■ What you will do: Give back exactly the stretch of data below from the line holding "layer for graphkit" through the line holding "pooled reqwest client", both ends included, and leave the remaining lines out.

*** Information ***

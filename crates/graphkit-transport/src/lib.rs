//! Wire-level transport layer for graphkit
//!
//! Provides the request/response types every pipeline stage works with and
//! the terminal handler that performs the actual network call.
//!
//! # Architecture
//!
//! - **Transport trait**: the innermost stage of a middleware pipeline
//! - **HTTP transport**: one shared, pooled reqwest client
//! - **Request bodies**: buffered (replayable) or streaming (forward-only)
//! - **Error handling**: [`TransportError`] separates timeouts from other failures
//!
//! # Usage
//!
//! ```ignore
//! use graphkit_transport::{HttpRequest, HttpTransport, Transport};
//! use http::Method;
//!
//! let transport = HttpTransport::new()?;
//! let request = HttpRequest::new(Method::GET, "https://graph.microsoft.com/v1.0/me".parse()?);
//! let response = transport.send(request).await?;
//! ```

#![deny(unsafe_code)]
#![warn(missing_docs)]

pub mod body;
pub mod error;
pub mod http_transport;
pub mod traits;

pub use body::{BodyStream, RequestBody};
pub use error::{Result, TransportError};
pub use http_transport::{HttpTransport, HttpTransportConfig};
pub use traits::{HttpRequest, HttpResponse, Transport};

*** End of Information ***

■ Written solution:
//! Wire-level transport layer for graphkit
//!
//! Provides the request/response types every pipeline stage works with and
//! the terminal handler that performs the actual network call.
//!
//! # Architecture
//!
//! - **Transport trait**: the innermost stage of a middleware pipeline
//! - **HTTP transport**: one shared, pooled reqwest client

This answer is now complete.